ModelDiff

ModelDiff copied to clipboard

About

This is the artifact associated with our paper "ModelDiff: Testing-based DNN Similarity Comparison for Model Reuse Detection".

ModelDiff is a testing-based approach to deep learning model similarity comparison. Instead of directly comparing the weights, activations, or outputs of two models, ModelDiff compares their behavioral patterns on the same set of test inputs. Specifically, the behavioral pattern of a model is represented as a decision distance vector (DDV), in which each element is the distance between the model's reactions to a pair of inputs. The knowledge similarity between two models is measured with the cosine similarity between their DDVs.

Environment

• Ubuntu 16.04
• CUDA 10.0

Dependencies

• PyTorch 1.5.0
• TorchVision 0.6.0
• AdverTorch 0.2.0

Get start

• You should have a GPU on your device because the adversarial sample computation is pretty slow
• You should first install CUDA 10.2 on your device (if you don't have) from here
• Install Anaconda and create a new environment and enter the environment

conda create --name modeldiff python=3.6

• Install pytorch in the new environment

conda install pytorch==1.5.0 torchvision==0.6.0 cudatoolkit=10.2 -c pytorch

• Install AdvTorch

pip install advertorch

• Install other packages

pip install scipy

• Make a new directory called data and Download all three datasets listed below in the data directory

data\
|--- CUB_200_2011/
|--- stanford_dog/
|--- MIT_67/

Prepare dataset

Caltech-UCSD 200 Birds

Layout should be the following for the dataloader to load correctly

CUB_200_2011/
|    README
|    bounding_boxes.txt
|    classes.txt
|    image_class_labels.txt
|    images.txt
|    train_test_split.txt
|--- attributes
|--- images/
|--- parts/
|--- train/
|--- test/

Stanford 120 Dogs

stanford_dog/
|    file_list.mat
|    test_list.mat
|    train_list.mat
|--- train/
|--- test/
|--- Images/
|--- Annotation/

MIT 67 Indoor Scenes

MIT_67/
|    TrainImages.txt
|    TestImages.txt
|--- Annotations/
|--- Images/
|--- test/
|--- train/

Prepare models

You can change the size of the benchmark and the number of models to use in benchmark.py.
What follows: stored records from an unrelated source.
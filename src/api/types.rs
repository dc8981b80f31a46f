//! API response and query types.

use std::collections::BTreeMap;

use chrono::{DateTime, Utc};
use serde::{Deserialize, Serialize};

use crate::shed::types::CountdownRecord;

/// Query parameters for `GET /history`.
#[derive(Debug, Deserialize)]
pub struct HistoryQuery {
    /// Days of event log before now; missing or < 1 uses the configured default.
    pub days: Option<i64>,
}

/// Countdowns of one class, or the reason they are missing.
#[derive(Debug, Serialize)]
pub struct ClassCountdown {
    #[serde(skip_serializing_if = "Option::is_none")]
    pub programs: Option<BTreeMap<String, CountdownRecord>>,
    #[serde(skip_serializing_if = "Option::is_none")]
    pub error: Option<String>,
}

/// Body of `GET /countdown`.
#[derive(Debug, Serialize)]
pub struct CountdownResponse {
    /// Reference instant of the cycle.
    pub now: DateTime<Utc>,
    /// Countdowns keyed by class name.
    pub classes: BTreeMap<String, ClassCountdown>,
}

/// Error response body.
#[derive(Debug, Serialize)]
pub struct ErrorResponse {
    /// Human-readable error description.
    pub error: String,
}
//! TOML-based exporter configuration.

use std::collections::HashSet;
use std::fmt;
use std::fs;
use std::net::SocketAddr;
use std::path::{Path, PathBuf};

use chrono_tz::Tz;
use serde::Deserialize;

/// Top-level exporter configuration parsed from TOML.
///
/// All fields have defaults describing the residential and
/// commercial/industrial classes. Load from TOML with
/// [`ExporterConfig::from_toml_file`] or use [`ExporterConfig::default`].
#[derive(Debug, Clone, Deserialize)]
#[serde(deny_unknown_fields)]
pub struct ExporterConfig {
    /// Collection window around "now".
    #[serde(default)]
    pub collection: CollectionConfig,
    /// Program classes, each processed independently.
    #[serde(default = "default_classes")]
    pub classes: Vec<ClassConfig>,
    /// Upstream record location.
    #[serde(default)]
    pub source: SourceConfig,
    /// HTTP listener.
    #[serde(default)]
    pub server: ServerConfig,
}

/// Collection window around "now".
#[derive(Debug, Clone, Deserialize)]
#[serde(default, deny_unknown_fields)]
pub struct CollectionConfig {
    /// Days of event log requested before "now" (must be >= 1).
    pub days_in_past: u32,
    /// Days requested after "now", so today and tomorrow are covered.
    pub days_ahead: u32,
}

impl Default for CollectionConfig {
    fn default() -> Self {
        Self {
            days_in_past: 7,
            days_ahead: 2,
        }
    }
}

/// One program class.
#[derive(Debug, Clone, PartialEq, Eq, Deserialize)]
#[serde(deny_unknown_fields)]
pub struct ClassConfig {
    /// Class name used in metric labels, e.g. `"R"`.
    pub name: String,
    /// Event log code for this class, e.g. `"RES"`.
    pub history_code: String,
    /// Class label used by the forecast, e.g. `"Residential"`.
    pub forecast_label: String,
}

impl ClassConfig {
    pub fn new(name: &str, history_code: &str, forecast_label: &str) -> Self {
        Self {
            name: name.to_string(),
            history_code: history_code.to_string(),
            forecast_label: forecast_label.to_string(),
        }
    }
}

fn default_classes() -> Vec<ClassConfig> {
    vec![
        ClassConfig::new("R", "RES", "Residential"),
        ClassConfig::new("CI", "CI", "CI"),
    ]
}

/// Upstream record location.
#[derive(Debug, Clone, Deserialize)]
#[serde(default, deny_unknown_fields)]
pub struct SourceConfig {
    /// Directory holding `history/<code>.csv`, `forecast.json` and `shed_counts.json`.
    pub data_dir: PathBuf,
    /// IANA zone of the utility's local time, e.g. `"America/Chicago"`.
    pub time_zone: String,
}

impl Default for SourceConfig {
    fn default() -> Self {
        Self {
            data_dir: PathBuf::from("data"),
            time_zone: "America/Chicago".to_string(),
        }
    }
}

impl SourceConfig {
    /// The local time zone, or `None` if the name is not a known IANA zone.
    pub fn tz(&self) -> Option<Tz> {
        self.time_zone.parse().ok()
    }
}

/// HTTP listener.
#[derive(Debug, Clone, Deserialize)]
#[serde(default, deny_unknown_fields)]
pub struct ServerConfig {
    /// Socket address to bind, e.g. `"0.0.0.0:2024"`.
    pub listen: String,
}

impl Default for ServerConfig {
    fn default() -> Self {
        Self {
            listen: "0.0.0.0:2024".to_string(),
        }
    }
}

/// Configuration error with field path and constraint description.
#[derive(Debug)]
pub struct ConfigError {
    /// Dotted field path (e.g., `"collection.days_in_past"`).
    pub field: String,
    /// Human-readable constraint description.
    pub message: String,
}

impl fmt::Display for ConfigError {
    fn fmt(&self, f: &mut fmt::Formatter<'_>) -> fmt::Result {
        write!(f, "config error: {}: {}", self.field, self.message)
    }
}

impl Default for ExporterConfig {
    fn default() -> Self {
        Self {
            collection: CollectionConfig::default(),
            classes: default_classes(),
            source: SourceConfig::default(),
            server: ServerConfig::default(),
        }
    }
}

impl ExporterConfig {
    /// Parses a configuration from a TOML file.
    ///
    /// # Errors
    ///
    /// Returns a `ConfigError` if the file cannot be read or the TOML is invalid.
    pub fn from_toml_file(path: &Path) -> Result<Self, ConfigError> {
        let content = fs::read_to_string(path).map_err(|e| ConfigError {
            field: "config".to_string(),
            message: format!("cannot read \"{}\": {e}", path.display()),
        })?;
        Self::from_toml_str(&content)
    }

    /// Parses a configuration from a TOML string.
    ///
    /// # Errors
    ///
    /// Returns a `ConfigError` if the TOML is invalid or contains unknown fields.
    pub fn from_toml_str(s: &str) -> Result<Self, ConfigError> {
        toml::from_str(s).map_err(|e| ConfigError {
            field: "toml".to_string(),
            message: e.to_string(),
        })
    }

    /// Applies `LISTEN` and `PORT` overrides from `lookup`.
    ///
    /// `LISTEN` replaces the whole listen address; otherwise `PORT` binds
    /// that port on all interfaces.
    pub fn apply_env_overrides(&mut self, lookup: impl Fn(&str) -> Option<String>) {
        if let Some(listen) = lookup("LISTEN").filter(|v| !v.is_empty()) {
            self.server.listen = listen;
        } else if let Some(port) = lookup("PORT").filter(|v| !v.is_empty()) {
            self.server.listen = format!("0.0.0.0:{port}");
        }
    }

    /// Validates all fields and returns a list of errors.
    ///
    /// Returns an empty vector if configuration is valid.
    pub fn validate(&self) -> Vec<ConfigError> {
        let mut errors = Vec::new();

        if !(1..=3650).contains(&self.collection.days_in_past) {
            errors.push(ConfigError {
                field: "collection.days_in_past".into(),
                message: "must be in [1, 3650]".into(),
            });
        }
        if self.collection.days_ahead > 3650 {
            errors.push(ConfigError {
                field: "collection.days_ahead".into(),
                message: "must be <= 3650".into(),
            });
        }

        if self.classes.is_empty() {
            errors.push(ConfigError {
                field: "classes".into(),
                message: "at least one class is required".into(),
            });
        }
        let mut seen = HashSet::new();
        for (i, class) in self.classes.iter().enumerate() {
            if class.name.is_empty() {
                errors.push(ConfigError {
                    field: format!("classes[{i}].name"),
                    message: "must not be empty".into(),
                });
            } else if !seen.insert(class.name.as_str()) {
                errors.push(ConfigError {
                    field: format!("classes[{i}].name"),
                    message: format!("duplicate class \"{}\"", class.name),
                });
            }
            if class.history_code.is_empty() {
                errors.push(ConfigError {
                    field: format!("classes[{i}].history_code"),
                    message: "must not be empty".into(),
                });
            }
            if class.forecast_label.is_empty() {
                errors.push(ConfigError {
                    field: format!("classes[{i}].forecast_label"),
                    message: "must not be empty".into(),
                });
            }
        }

        if self.source.tz().is_none() {
            errors.push(ConfigError {
                field: "source.time_zone".into(),
                message: format!("\"{}\" is not a known IANA time zone", self.source.time_zone),
            });
        }

        if self.server.listen.parse::<SocketAddr>().is_err() {
            errors.push(ConfigError {
                field: "server.listen".into(),
                message: format!("\"{}\" is not a socket address", self.server.listen),
            });
        }

        errors
    }
}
The models used in the paper are MobileNetV2 and ResNet18 trained on Flower102 and StanfordDogs120 datasets. You can add other architectures and datasets the ImageBenchmark class of benchmark.py (line 487 to line 503 as following).

# Used in the paper
self.datasets = ['Flower102', 'SDog120']
self.archs = ['mbnetv2', 'resnet18']
# Other archs
# self.datasets = ['MIT67', 'Flower102', 'SDog120']
# self.archs = ['mbnetv2', 'resnet18', 'vgg16_bn', 'vgg11_bn', 'resnet34', 'resnet50']
# For debug
# self.datasets = ['Flower102']
# self.archs = ['resnet18']

We also provide the benchmark used in the paper and you can download it from google drive.

Evaluation

The code to compare DDV (decision distance vector) model similarity is in evaluate.ipynb. It loads the benchmark models from benchmark.py and compare similarity.